ALMERÍA - BRASIL
“Prométeme, hijo, que irás a mi pueblo”, le dijo Emilio Carretero Fernández a su nieto Osvaldo, en 1979, poco antes de morir. El pueblo del que hablaba, del que siempre habló en aquellas tierras de Brasil a las que llegó a comienzos del siglo XX, echó raíces y fundó una familia, era Ohanes, y también Terque, de donde había partido también su esposa, María Rodríguez Solbas.

Osvaldo Lopes, en 1995, al llegar a Terque (Almería)
Así que un día de 1995, dieciséis años después, Osvaldo Lopes Carretero llegó a Almería y tomó la carretera que sube hacia las estribaciones de la sierra. Esta era la tierra de la que tantas historias había escuchado, en la que, tal vez, debió haber nacido. Aquí sus abuelos se habían criado, habían trabajado y vivido, habían aprendido los valores de trabajo y honradez que luego les habían transmitido a su padre y a él.
“...Y yo me iré. Y se quedarán los pájaros cantando. Y yo me iré; estaré solo, sin hogar, sin árbol verde, sin pozo blanco, sin cielo azul y plácido... Y se quedarán los pájaros cantando”. Las palabras de Juan Ramón Jiménez no se le quitaban a Osvaldo de la mente a medida que el camino se adentraba entre las primeras montañas. Nada se había ido, sólo las personas iban y volvían.

Emilio y su esposa, María, a los 85 años
Emilio Carretero Fernández había nacido en 1894, en Ohanes. Trabajó, como tantos en aquella época, como barrilero y en cuanta labor apareció, pero a comienzos del siglo, por causas diversas entre las que contaba la epidemia de filoxera que se abatió sobre los parrales de toda Andalucía, el trabajo de la uva entró en crisis.‘Emigrar es vivir’, decían los agentes de las compañías de navegación que recorrían los pueblos buscando viajeros.
La familia Carretero Fernández desembarcó en el puerto de Santos en marzo de 1910, tras una travesía de más de veinte días en el vapor ‘Aquitaine’. Iban Francisco Carretero Moreno y su esposa, María Fernández Alcalde, con sus hijos: Emilio (el abuelo de Osvaldo), Ticiano, Hermenegildo y Diogo.
En septiembre del mismo año llegaba en el vapor ‘Sofía’ la familia formada por Guillermo Rodríguez Escámez, Encarnación Solbas y sus hijos María (la abuela), Luisa y Antonio, todos de Terque. De Santos, los recién llegados eran enviados a Sao Paulo, a una Hospedería de Inmigrantes, a la espera de destino en alguna de las haciendas de café de las afueras de la ciudad.

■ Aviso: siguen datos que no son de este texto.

// gdbind-macros: proc macros for #[gdclass] and #[gdclass_impl].

mod gdclass;
mod gdclass_impl;

/// Attribute macro that turns a struct into an engine extension class.
///
/// # Example
/// ```ignore
/// #[gdclass(parent = Node3D)]
/// pub struct MyNode {
///     #[base]
///     base: Base<MyNode>,
///
///     #[export]
///     speed: f64,
///
///     #[export(read_only)]
///     #[init(default = 0)]
///     ticks: i64,
///
///     // host-only state, starts at Default::default()
///     history: Vec<f64>,
/// }
/// ```
///
/// Arguments: `parent = Type` (required), `level = Core | Servers | Scene |
/// Editor` (default `Scene`), `is_abstract`.
#[proc_macro_attribute]
pub fn gdclass(
    attr: proc_macro::TokenStream,
    item: proc_macro::TokenStream,
) -> proc_macro::TokenStream {
    match gdclass::expand_gdclass(attr.into(), item.into()) {
        Ok(tokens) => tokens.into(),
        Err(err) => err.to_compile_error().into(),
    }
}

/// Attribute macro for an impl block on a `#[gdclass]` struct.
///
/// - `#[gdvirtual]` methods override the engine virtual of the same name.
/// - `#[signal]` declarations (no body) register a signal and become an
///   emitter method returning `BindResult<()>`.
/// - `#[notification]` receives every notification (`fn(&mut self, i32)`).
/// - `#[display]` supplies the text the engine shows for an instance.
///
/// # Example
/// ```ignore
/// #[gdclass_impl]
/// impl MyNode {
///     #[gdvirtual]
///     fn _physics_process(&mut self, delta: f64) {
///         self.ticks += 1;
///     }
///
///     #[signal]
///     fn ticked(&self, count: i64);
///
///     fn helper(&self) -> f64 { self.speed * 2.0 }  // plain Rust method
/// }
/// ```
#[proc_macro_attribute]
pub fn gdclass_impl(
    attr: proc_macro::TokenStream,
    item: proc_macro::TokenStream,
) -> proc_macro::TokenStream {
    match gdclass_impl::expand_gdclass_impl(attr.into(), item.into()) {
        Ok(tokens) => tokens.into(),
        Err(err) => err.to_compile_error().into(),
    }
}
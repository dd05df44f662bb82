// CallFrame: fixed-capacity argument/return buffer for one engine call.
//
// The engine expects one pointer per argument. The frame writes each value
// in place at an aligned cursor inside an inline buffer and hands out the
// pointer vector on demand, so no call allocates.

use std::cell::UnsafeCell;
use std::marker::PhantomData;
use std::mem::{align_of, size_of};

use gdbind_ffi::{ConstTypePtr, ObjectPtr, Opaque, TypePtr};

use crate::registry::{PackedToken, PayloadKind, Pin, registry, release_token};

/// Bytes available for arguments and the return slot. Sized for the
/// widest engine signature (a handful of Transform3D/Projection values).
pub const FRAME_CAPACITY: usize = 512;
pub const MAX_ARGS: usize = 16;
pub const MAX_TEMPS: usize = 8;

const NIL_SLOT: u16 = u16::MAX;

/// A value that can be written bytewise into a frame and handed to the engine.
///
/// # Safety
/// The type must have the engine's exact ABI size and layout, contain no
/// host-side ownership (no Drop, no pointers the host frees), and the
/// all-zero bit pattern must be a valid value.
pub unsafe trait AbiValue: Copy + 'static {}

macro_rules! abi_value {
    ($($t:ty),* $(,)?) => { $( unsafe impl AbiValue for $t {} )* };
}

abi_value!((), bool, i8, i16, i32, i64, u8, u16, u32, u64, f32, f64, ObjectPtr);

unsafe impl<const N: usize> AbiValue for Opaque<N> {}

#[repr(C, align(16))]
struct FrameBuffer([u8; FRAME_CAPACITY]);

/// Typed reservation inside a frame for the engine's return value.
#[derive(Debug)]
pub struct RetSlot<T> {
    offset: u16,
    _marker: PhantomData<fn() -> T>,
}

/// Engine-expected pointer vector, borrowed from the frame it points into.
pub struct ArgVector<'a> {
    ptrs: [ConstTypePtr; MAX_ARGS],
    len: usize,
    _frame: PhantomData<&'a CallFrame>,
}

impl ArgVector<'_> {
    #[inline]
    pub fn as_ptr(&self) -> *const ConstTypePtr {
        self.ptrs.as_ptr()
    }

    #[inline]
    pub fn len(&self) -> usize {
        self.len
    }

    #[inline]
    pub fn is_empty(&self) -> bool {
        self.len == 0
    }
}

/// Stack-bound argument buffer. Dropping the frame is `free`: it releases
/// every temporary it holds and any owned return value nobody consumed,
/// on every exit path including unwinding.
pub struct CallFrame {
    buf: UnsafeCell<FrameBuffer>,
    cursor: usize,
    offsets: [u16; MAX_ARGS],
    argc: usize,
    temps: [Option<Pin>; MAX_TEMPS],
    temp_count: usize,
    owned_ret: Option<(u16, PayloadKind)>,
}

impl CallFrame {
    pub fn new() -> Self {
        CallFrame {
            buf: UnsafeCell::new(FrameBuffer([0; FRAME_CAPACITY])),
            cursor: 0,
            offsets: [0; MAX_ARGS],
            argc: 0,
            temps: [None; MAX_TEMPS],
            temp_count: 0,
            owned_ret: None,
        }
    }

    #[inline]
    fn base(&self) -> *mut u8 {
        self.buf.get() as *mut u8
    }

    /// Reserve `size_of::<T>()` bytes aligned for `T`. Overflow is a bug.
    fn reserve<T>(&mut self) -> u16 {
        let align = align_of::<T>();
        assert!(align <= 16, "frame values are at most 16-byte aligned");
        let start = (self.cursor + align - 1) & !(align - 1);
        let end = start + size_of::<T>();
        assert!(
            end <= FRAME_CAPACITY,
            "call frame overflow: {end} bytes > {FRAME_CAPACITY}"
        );
        self.cursor = end;
        start as u16
    }

    /// Copy `value` to the cursor and record its address as the next argument.
    pub fn arg<T: AbiValue>(&mut self, value: T) {
        assert!(self.argc < MAX_ARGS, "call frame holds at most {MAX_ARGS} arguments");
        let offset = self.reserve::<T>();
        // SAFETY: offset..offset+size is inside the buffer and aligned for T.
        unsafe { std::ptr::write(self.base().add(offset as usize) as *mut T, value) };
        self.offsets[self.argc] = offset;
        self.argc += 1;
    }

    /// Keep a registry pin alive for the duration of the call.
    pub fn hold(&mut self, pin: Pin) {
        assert!(self.temp_count < MAX_TEMPS, "call frame holds at most {MAX_TEMPS} temporaries");
        self.temps[self.temp_count] = Some(pin);
        self.temp_count += 1;
    }

    /// Reserve a return slot aligned for `T`.
    pub fn ret_slot<T: AbiValue>(&mut self) -> RetSlot<T> {
        RetSlot {
            offset: self.reserve::<T>(),
            _marker: PhantomData,
        }
    }

    /// Reserve a return slot the engine constructs an owned payload into.
    /// Unless [`take_owned`](Self::take_owned) consumes it, freeing the frame
    /// releases the payload.
    pub fn ret_owned<T: AbiValue>(&mut self, kind: PayloadKind) -> RetSlot<T> {
        debug_assert!(size_of::<T>() <= size_of::<PackedToken>());
        let slot = self.ret_slot::<T>();
        self.owned_ret = Some((slot.offset, kind));
        slot
    }

    /// Return slot for void methods. Its address is null.
    pub fn nil_ret(&mut self) -> RetSlot<()> {
        RetSlot {
            offset: NIL_SLOT,
            _marker: PhantomData,
        }
    }

    /// One pointer per argument, in push order.
    pub fn arg_ptrs(&self) -> ArgVector<'_> {
        let mut ptrs = [std::ptr::null(); MAX_ARGS];
        for (i, off) in self.offsets[..self.argc].iter().enumerate() {
            // SAFETY: offsets were produced by reserve() and are in bounds.
            ptrs[i] = unsafe { self.base().add(*off as usize) } as ConstTypePtr;
        }
        ArgVector {
            ptrs,
            len: self.argc,
            _frame: PhantomData,
        }
    }

    /// Address for the engine to write the return value into.
    pub fn addr<T>(&self, slot: &RetSlot<T>) -> TypePtr {
        if slot.offset == NIL_SLOT {
            return std::ptr::null_mut();
        }
        // SAFETY: in bounds, see reserve().
        unsafe { self.base().add(slot.offset as usize) as TypePtr }
    }

    /// Read the value the engine wrote.
    pub fn get<T: AbiValue>(&self, slot: &RetSlot<T>) -> T {
        if slot.offset == NIL_SLOT {
            // SAFETY: AbiValue guarantees the zero pattern is valid; only () lands here.
            return unsafe { std::mem::zeroed() };
        }
        // SAFETY: aligned, in bounds, zero-initialized at minimum.
        unsafe { std::ptr::read(self.base().add(slot.offset as usize) as *const T) }
    }

    /// Read an owned return value and take responsibility for releasing it.
    pub fn take_owned<T: AbiValue>(&mut self, slot: &RetSlot<T>) -> T {
        if matches!(self.owned_ret, Some((off, _)) if off == slot.offset) {
            self.owned_ret = None;
        }
        self.get(slot)
    }

    #[inline]
    pub fn arg_count(&self) -> usize {
        self.argc
    }

    #[inline]
    pub fn used_bytes(&self) -> usize {
        self.cursor
    }
}

impl Default for CallFrame {
    fn default() -> Self {
        Self::new()
    }
}

impl Drop for CallFrame {
    fn drop(&mut self) {
        if let Some((offset, kind)) = self.owned_ret.take() {
            let mut token = PackedToken::ZERO;
            let words = kind.words();
            // SAFETY: ret_owned reserved at least `words` u64s at `offset`.
            unsafe {
                std::ptr::copy_nonoverlapping(
                    self.base().add(offset as usize) as *const u64,
                    token.0.as_mut_ptr(),
                    words,
                );
            }
            if !token.is_zero() {
                release_token(kind, &mut token);
            }
        }
        for pin in self.temps[..self.temp_count].iter().flatten() {
            registry().end(*pin);
        }
    }
}

#[cfg(test)]
mod tests {
    use super::*;

    #[test]
    fn args_are_aligned_and_addressable() {
        let mut frame = CallFrame::new();
        frame.arg(true);
        frame.arg(7i64);
        frame.arg(2.5f64);
        let ptrs = frame.arg_ptrs();
        assert_eq!(ptrs.len(), 3);
        unsafe {
            assert!(*(ptrs.as_ptr().read() as *const bool));
            let p1 = ptrs.as_ptr().add(1).read();
            assert_eq!(p1 as usize % 8, 0);
            assert_eq!(*(p1 as *const i64), 7);
            assert_eq!(*(ptrs.as_ptr().add(2).read() as *const f64), 2.5);
        }
        assert_eq!(frame.used_bytes(), 24);
    }

    #[test]
    fn return_slot_reads_back_what_engine_writes() {
        let mut frame = CallFrame::new();
        frame.arg(1i64);
        let slot = frame.ret_slot::<f64>();
        unsafe { *(frame.addr(&slot) as *mut f64) = 0.5 };
        assert_eq!(frame.get(&slot), 0.5);
    }

    #[test]
    fn nil_return_has_null_address() {
        let mut frame = CallFrame::new();
        let slot = frame.nil_ret();
        assert!(frame.addr(&slot).is_null());
        frame.get(&slot);
    }

    #[test]
    fn multiword_tokens_fit() {
        let mut frame = CallFrame::new();
        frame.arg(Opaque::<3>([1, 2, 3]));
        let ptrs = frame.arg_ptrs();
        let read = unsafe { *(ptrs.as_ptr().read() as *const Opaque<3>) };
        assert_eq!(read.0, [1, 2, 3]);
    }

    #[test]
    #[should_panic(expected = "call frame overflow")]
    fn overflow_is_a_bug() {
        let mut frame = CallFrame::new();
        for _ in 0..FRAME_CAPACITY / 64 {
            frame.arg(Opaque::<8>([0; 8]));
        }
        frame.arg(0u8);
    }
}
// Prelude: one-import access to the most commonly used gdbind types.
//
// Usage: `use gdbind::prelude::*;`

// Core runtime types
pub use gdbind_runtime::{
    Base, BindError, BindResult, ClassBuilder, EngineClass, ExtensionClass, FromVariant, Gd,
    HasParent, ToVariant, Variant, VariantKind, VariantType, glog, LOG_ERROR, LOG_INFO,
    LOG_WARNING,
};

// Builtin values
pub use gdbind_runtime::builtin::{
    Aabb, Array, Basis, Callable, Color, Dictionary, GString, NodePath, PackedByteArray,
    PackedColorArray, PackedFloat32Array, PackedFloat64Array, PackedInt32Array, PackedInt64Array,
    PackedStringArray, PackedVector2Array, PackedVector3Array, PackedVector4Array, Plane,
    Quaternion, Rect2, Rect2i, Signal, StringName, Transform2D, Transform3D, Vector2, Vector2i,
    Vector3, Vector3i, Vector4, Vector4i,
};
pub use gdbind_runtime::varray;

// Hand-declared engine classes
pub use gdbind_runtime::classes::{
    CapsuleShape3D, ConnectMode, Geometry2D, Image, ImageFormat, Node, Node3D, Object, RefCounted,
    Resource, Shape3D,
};

// Proc macros
pub use gdbind_macros::{gdclass, gdclass_impl};
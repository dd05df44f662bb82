// Array<T>: engine Array, typed when T is a concrete kind.
// Element access goes through the engine index operator; the Array payload is
// shared between clones, like the engine's own reference semantics.

use std::fmt;
use std::marker::PhantomData;

use gdbind_ffi::{Opaque, OpaqueVariant, VariantType};

use super::{BuiltinValue, Pooled, StringName, arg};
use crate::api::api;
use crate::error::{BindError, BindResult, check_engine};
use crate::logging::LOG_WARNING;
use crate::registry::PayloadKind;
use crate::variant::{FromVariant, ToVariant, Variant, VariantKind};

const SIZE_HASH: i64 = 3173160232;
const PUSH_BACK_HASH: i64 = 3316032543;
const INSERT_HASH: i64 = 3176316662;
const REMOVE_AT_HASH: i64 = 2823966027;
const CLEAR_HASH: i64 = 3218959716;
const GET_TYPED_BUILTIN_HASH: i64 = 3173160232;

/// A type that can be an Array element.
pub trait ArrayElement: ToVariant + FromVariant + 'static {
    /// Engine element type of `Array<Self>`; `Nil` means untyped.
    fn element_type() -> VariantType;

    /// Class constraint for object elements.
    fn element_class() -> Option<&'static str> {
        None
    }
}

impl ArrayElement for Variant {
    fn element_type() -> VariantType {
        VariantType::Nil
    }
}

macro_rules! array_elements {
    ($($t:ty),* $(,)?) => {$(
        impl ArrayElement for $t {
            fn element_type() -> VariantType {
                <$t as VariantKind>::VARIANT_TYPE
            }
        }
    )*};
}

array_elements!(
    bool, i64, i32, f64, f32,
    super::GString, super::StringName, super::NodePath,
    super::Vector2, super::Vector2i, super::Vector3, super::Vector3i,
    super::Vector4, super::Vector4i, super::Rect2, super::Rect2i,
    super::Transform2D, super::Transform3D, super::Basis, super::Quaternion,
    super::Plane, super::Aabb, super::Color, super::Rid, super::Projection,
    super::Dictionary, super::Callable, super::Signal,
);

impl<T: ArrayElement> ArrayElement for Array<T> {
    fn element_type() -> VariantType {
        VariantType::Array
    }
}

// ---------------------------------------------------------------------------
// Array
// ---------------------------------------------------------------------------

pub struct Array<T: ArrayElement = Variant> {
    raw: Pooled<1>,
    _marker: PhantomData<T>,
}

impl<T: ArrayElement> Array<T> {
    /// An empty array, typed to `T` unless `T` is `Variant`.
    pub fn new() -> Self {
        let mut raw = Pooled::new_default(VariantType::Array);
        let ty = T::element_type();
        if ty != VariantType::Nil {
            let class = StringName::from(T::element_class().unwrap_or(""));
            let class_token = class.token();
            let script = OpaqueVariant::ZERO;
            raw.update(|token| unsafe {
                ((*api().builtins).array_set_typed)(
                    token.as_mut_ptr(),
                    ty,
                    class_token.as_ptr(),
                    script.as_ptr(),
                )
            });
        }
        Array::from_raw(raw)
    }

    pub(crate) fn from_raw(raw: Pooled<1>) -> Self {
        Array {
            raw,
            _marker: PhantomData,
        }
    }

    pub fn len(&self) -> usize {
        self.raw.call::<i64>("size", SIZE_HASH, &[]).unwrap_or(0).max(0) as usize
    }

    pub fn is_empty(&self) -> bool {
        self.len() == 0
    }

    /// Element type the engine enforces for this array.
    pub fn typed_element(&self) -> VariantType {
        self.raw
            .call::<i64>("get_typed_builtin", GET_TYPED_BUILTIN_HASH, &[])
            .ok()
            .and_then(|t| VariantType::from_u32(t as u32))
            .unwrap_or(VariantType::Nil)
    }

    fn check_index(&self, index: usize, len: usize) -> BindResult<()> {
        if index < len {
            Ok(())
        } else {
            Err(BindError::IndexOutOfRange { index, len })
        }
    }

    /// Copy of the element Variant at `index`.
    fn element(&self, index: usize) -> BindResult<Variant> {
        self.check_index(index, self.len())?;
        let mut token = self.raw.token();
        unsafe {
            let ptr = ((*api().builtins).array_operator_index)(token.as_mut_ptr(), index as i64);
            Ok(Variant::from_borrowed_ptr(ptr))
        }
    }

    pub fn try_get(&self, index: usize) -> BindResult<T> {
        T::try_from_variant(&self.element(index)?)
    }

    pub fn get(&self, index: usize) -> Option<T> {
        self.try_get(index).ok()
    }

    pub fn set(&mut self, index: usize, value: &T) -> BindResult<()> {
        self.check_index(index, self.len())?;
        let variant = value.to_variant();
        self.raw.update(|token| unsafe {
            let ptr = ((*api().builtins).array_operator_index)(token.as_mut_ptr(), index as i64);
            variant.write_to(ptr);
        });
        Ok(())
    }

    pub fn push(&mut self, value: &T) {
        let variant = value.to_variant();
        let token = variant.token();
        if let Err(e) = self.raw.call_mut::<()>("push_back", PUSH_BACK_HASH, &[arg(&token)]) {
            crate::glog!(crate::logging::LOG_ERROR, "[gdbind] Array::push: {e}");
        }
    }

    /// Insert before `index`; `index == len` appends.
    pub fn insert(&mut self, index: usize, value: &T) -> BindResult<()> {
        let len = self.len();
        if index > len {
            return Err(BindError::IndexOutOfRange { index, len });
        }
        let variant = value.to_variant();
        let token = variant.token();
        let position = index as i64;
        let code = self
            .raw
            .call_mut::<i64>("insert", INSERT_HASH, &[arg(&position), arg(&token)])?;
        check_engine(code)
    }

    pub fn remove(&mut self, index: usize) -> BindResult<T> {
        let removed = self.try_get(index)?;
        let position = index as i64;
        self.raw
            .call_mut::<()>("remove_at", REMOVE_AT_HASH, &[arg(&position)])?;
        Ok(removed)
    }

    pub fn clear(&mut self) {
        let _ = self.raw.call_mut::<()>("clear", CLEAR_HASH, &[]);
    }

    /// Iterate by index. Stops early if the array's length changes
    /// underneath (another handle shares the payload).
    pub fn iter(&self) -> ArrayIter<'_, T> {
        ArrayIter {
            array: self,
            index: 0,
            len: self.len(),
        }
    }

    pub fn to_vec(&self) -> Vec<T> {
        self.iter().collect()
    }

    /// Both handles share one engine payload.
    pub fn is_same(&self, other: &Array<T>) -> bool {
        self.raw.is_same(&other.raw)
    }
}

impl<T: ArrayElement> Clone for Array<T> {
    fn clone(&self) -> Self {
        Array::from_raw(self.raw.clone())
    }
}

impl<T: ArrayElement> Default for Array<T> {
    fn default() -> Self {
        Self::new()
    }
}

impl<T: ArrayElement> FromIterator<T> for Array<T> {
    fn from_iter<I: IntoIterator<Item = T>>(iter: I) -> Self {
        let mut array = Array::new();
        array.extend(iter);
        array
    }
}

impl<T: ArrayElement> Extend<T> for Array<T> {
    fn extend<I: IntoIterator<Item = T>>(&mut self, iter: I) {
        for item in iter {
            self.push(&item);
        }
    }
}

impl<T: ArrayElement> PartialEq for Array<T> {
    fn eq(&self, other: &Self) -> bool {
        self.is_same(other) || self.to_variant() == other.to_variant()
    }
}

impl<T: ArrayElement> fmt::Debug for Array<T> {
    fn fmt(&self, f: &mut fmt::Formatter<'_>) -> fmt::Result {
        write!(f, "Array({})", self.to_variant())
    }
}

pub struct ArrayIter<'a, T: ArrayElement> {
    array: &'a Array<T>,
    index: usize,
    len: usize,
}

impl<T: ArrayElement> Iterator for ArrayIter<'_, T> {
    type Item = T;

    fn next(&mut self) -> Option<T> {
        if self.index >= self.len {
            return None;
        }
        if self.array.len() != self.len {
            crate::glog!(LOG_WARNING, "[gdbind] Array modified during iteration");
            self.index = self.len;
            return None;
        }
        let item = self.array.get(self.index);
        self.index += 1;
        item
    }
}

impl<'a, T: ArrayElement> IntoIterator for &'a Array<T> {
    type Item = T;
    type IntoIter = ArrayIter<'a, T>;

    fn into_iter(self) -> ArrayIter<'a, T> {
        self.iter()
    }
}

impl<T: ArrayElement> BuiltinValue for Array<T> {
    const VARIANT_TYPE: VariantType = VariantType::Array;
    type Repr = Opaque<1>;

    fn to_repr(&self) -> Opaque<1> {
        self.raw.token()
    }

    unsafe fn from_owned_repr(repr: Opaque<1>) -> Self {
        Array::from_raw(unsafe { Pooled::adopt(VariantType::Array, repr) })
    }

    unsafe fn from_borrowed_repr(repr: &Opaque<1>) -> Self {
        Array::from_raw(unsafe { Pooled::acquire(VariantType::Array, *repr) })
    }

    fn into_owned_repr(self) -> Opaque<1> {
        self.raw.into_engine()
    }

    fn payload_kind() -> Option<PayloadKind> {
        Some(PayloadKind::Builtin(VariantType::Array))
    }

    fn zero() -> Self {
        Array::new()
    }

    /// `Array<T>` only accepts engine arrays typed exactly `T`.
    fn validate(&self) -> BindResult<()> {
        let want = T::element_type();
        if want == VariantType::Nil {
            return Ok(());
        }
        let got = self.typed_element();
        if got == want {
            Ok(())
        } else {
            Err(BindError::TypeMismatch {
                expected: format!("Array[{}]", want.name()),
                actual: format!("Array[{}]", got.name()),
            })
        }
    }
}

impl<T: ArrayElement> VariantKind for Array<T> {
    const VARIANT_TYPE: VariantType = VariantType::Array;
}

builtin_conversions!([T: ArrayElement] Array<T>);

/// Build an untyped `Array` from heterogeneous values.
#[macro_export]
macro_rules! varray {
    ($($value:expr),* $(,)?) => {{
        #[allow(unused_mut)]
        let mut array = $crate::builtin::Array::<$crate::variant::Variant>::new();
        $( array.push(&$crate::variant::ToVariant::to_variant(&$value)); )*
        array
    }};
}

#[cfg(test)]
mod tests {
    use super::*;
    use crate::builtin::Vector2;
    use crate::testing;

    #[test]
    fn push_get_set_remove() {
        let _engine = testing::session();
        let mut a: Array<i64> = Array::new();
        assert_eq!(a.typed_element(), VariantType::Int);
        a.push(&1);
        a.push(&2);
        a.insert(0, &0).unwrap();
        assert_eq!(a.to_vec(), vec![0, 1, 2]);
        a.set(1, &10).unwrap();
        assert_eq!(a.get(1), Some(10));
        assert_eq!(a.remove(0), Ok(0));
        assert_eq!(a.len(), 2);
        assert_eq!(a.get(5), None);
        assert_eq!(
            a.set(5, &0),
            Err(BindError::IndexOutOfRange { index: 5, len: 2 })
        );
        a.clear();
        assert!(a.is_empty());
    }

    #[test]
    fn clones_share_the_payload() {
        let _engine = testing::session();
        let mut a: Array<Vector2> = [Vector2::ZERO].into_iter().collect();
        let b = a.clone();
        assert!(a.is_same(&b));
        a.push(&Vector2::ONE);
        assert_eq!(b.len(), 2);
        let c: Array<Vector2> = [Vector2::ZERO, Vector2::ONE].into_iter().collect();
        assert!(!a.is_same(&c));
        assert_eq!(a, c);
    }

    #[test]
    fn iteration_stops_when_a_sharer_mutates() {
        let _engine = testing::session();
        let a: Array<i64> = (0..4).collect();
        let mut other = a.clone();
        let mut seen = Vec::new();
        for (i, v) in a.iter().enumerate() {
            seen.push(v);
            if i == 1 {
                other.push(&99);
            }
        }
        assert_eq!(seen, vec![0, 1]);
    }

    #[test]
    fn typed_decode_rejects_other_element_types() {
        let _engine = testing::session();
        let ints: Array<i64> = [1, 2].into_iter().collect();
        let v = ints.to_variant();
        assert!(v.to::<Array<i64>>().is_ok());
        assert!(v.to::<Array>().is_ok());
        assert!(matches!(
            v.to::<Array<f64>>(),
            Err(BindError::TypeMismatch { .. })
        ));
    }

    #[test]
    fn varray_mixes_kinds() {
        let _engine = testing::session();
        let a = varray![1, "two", true];
        assert_eq!(a.len(), 3);
        assert_eq!(a.get(1).unwrap().to::<String>().as_deref(), Ok("two"));
        assert_eq!(a.typed_element(), VariantType::Nil);
    }
}
#[cfg(test)]
mod tests {
    use super::*;
    use crate::classes::{Node, Node3D, Resource};
    use crate::testing;

    #[test]
    fn every_handle_has_the_same_layout() {
        assert_eq!(std::mem::size_of::<Gd<Node3D>>(), 24);
        assert_eq!(std::mem::size_of::<Gd<Resource>>(), 24);
        assert_eq!(std::mem::align_of::<Gd<Node3D>>(), std::mem::align_of::<Gd<Object>>());
    }

    #[test]
    fn refcounted_handles_hold_exactly_one_reference_each() {
        let _engine = testing::session();
        let res = Gd::<Resource>::new();
        assert!(res.is_refcounted());
        assert_eq!(res.get_reference_count(), Ok(1));
        let copy = res.clone();
        assert_eq!(res.get_reference_count(), Ok(2));
        drop(copy);
        assert_eq!(res.get_reference_count(), Ok(1));
        let id = res.instance_id();
        drop(res);
        assert!(Gd::<Object>::from_instance_id(id).is_nil());
    }

    #[test]
    fn upcast_and_deref_address_the_same_object() {
        let _engine = testing::session();
        let node = Gd::<Node3D>::new();
        let id = node.instance_id();
        let as_node: &Gd<Node> = &node;
        assert_eq!(as_node.instance_id(), id);
        let object = node.clone().upcast().upcast_object();
        assert_eq!(object.instance_id(), id);
        assert_eq!(object.dynamic_class_name(), "Node3D");
        node.free();
    }

    #[test]
    fn casts_check_the_dynamic_class() {
        let _engine = testing::session();
        let object = Gd::<Node3D>::new().upcast_object();
        assert!(object.is_class::<Node>());
        assert!(!object.is_class::<Resource>());
        let err = object.clone().try_cast::<Resource>().unwrap_err();
        assert_eq!(err, BindError::class_mismatch("Resource", "Node3D"));
        assert!(object.clone().cast::<Resource>().is_nil());
        let back = object.cast::<Node3D>();
        assert!(!back.is_nil());
        back.free();
    }

    #[test]
    fn freed_manual_object_is_detected() {
        let _engine = testing::session();
        let node = Gd::<Node>::new();
        let alias = node.clone();
        node.free();
        assert!(!alias.is_instance_valid());
        let payload = std::panic::catch_unwind(std::panic::AssertUnwindSafe(|| alias.object_ptr()))
            .unwrap_err();
        let fatal = payload.downcast_ref::<crate::error::FatalError>().unwrap();
        assert_eq!(fatal.error, BindError::UseAfterFree);
    }

    #[test]
    fn nil_handles_refuse_instance_methods() {
        let _engine = testing::session();
        let nil = Gd::<Node3D>::NIL;
        assert!(nil.is_nil());
        assert!(!nil.is_instance_valid());
        assert_eq!(nil.object_ptr(), ObjectPtr::NULL);
        assert_eq!(
            nil.get_position(),
            Err(BindError::NilDeref { method: "get_position" })
        );
        assert!(nil.cast::<Node>().is_nil());
    }

    #[test]
    fn object_variants_keep_their_own_reference() {
        let _engine = testing::session();
        let res = Gd::<Resource>::new();
        let v = res.to_variant();
        assert_eq!(v.get_type(), VariantType::Object);
        assert_eq!(res.get_reference_count(), Ok(2));
        let back = v.to::<Gd<RefCounted>>().unwrap();
        assert_eq!(back.instance_id(), res.instance_id());
        assert!(v.to::<Gd<Node>>().is_err());
        drop(v);
        drop(back);
        assert_eq!(res.get_reference_count(), Ok(1));
    }

    #[test]
    fn object_handles_detect_refcounting_per_instance() {
        let _engine = testing::session();
        let res = Gd::<Resource>::new().upcast().upcast().upcast_object();
        assert!(res.is_refcounted());
        let node = Gd::<Node>::new().upcast_object();
        assert!(!node.is_refcounted());
        node.free();
    }
}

Las dos familias fueron para Jaú y Brotas.
Pero en las haciendas, los españoles eran maltratados, y la mayoría terminaron abandonándolas para regresar a Sao Paulo.
En 1918, Emilio y María se casaron, y tuvieron seis hijos: Aurora (la madre de Osvaldo), Francisco, Marina, Elio, Walter y Wilson. Emilio trabajó como tonelero en las Industrias Matarazzo, propiedad de una familia italiana, también emigrante.
Luego se fueron a Sorocaba, una ciudad del interior del estado, a 100 kilómetros de Sao Paulo. Allí, a partir de 1935, Emilio fue feriante, vendedor de hierros, carpintero, cochero.Tuvieron once nietos y ocho bisnietos, y murieron en 1979, con quince días de diferencia entre sí.
Osvaldo se quedó con la promesa hecha en el corazón. Con el tiempo, se casó con una española, llamada Iraides, también hija de un emigrante granadino, y tuvieron una hija, Claudia Fabricia. En 1994, Osvaldo vino a Europa por cuestiones de trabajo, y visitó España, pero fue en 1995 cuando volvió a cumplirla.
El coche subió por la carretera, entre naranjales, parrales y curvas, y finalmente apareció el cartel: ‘Terque’. Osvaldo se bajó y se puso debajo, alzando los brazos. Había llegado. Visitó el pueblo, luego subió a Ohanes, se reencontró con la familia y rehizo los lazos del afecto
Con los años, Osvaldo e Iraides viene a pasar las vacaciones por aquí, y luego le hace los cuentos a Aurora, su madre, que aun vive en Sorocaba con 87 años y es la memoria viva de la historia de los españoles en Brasil.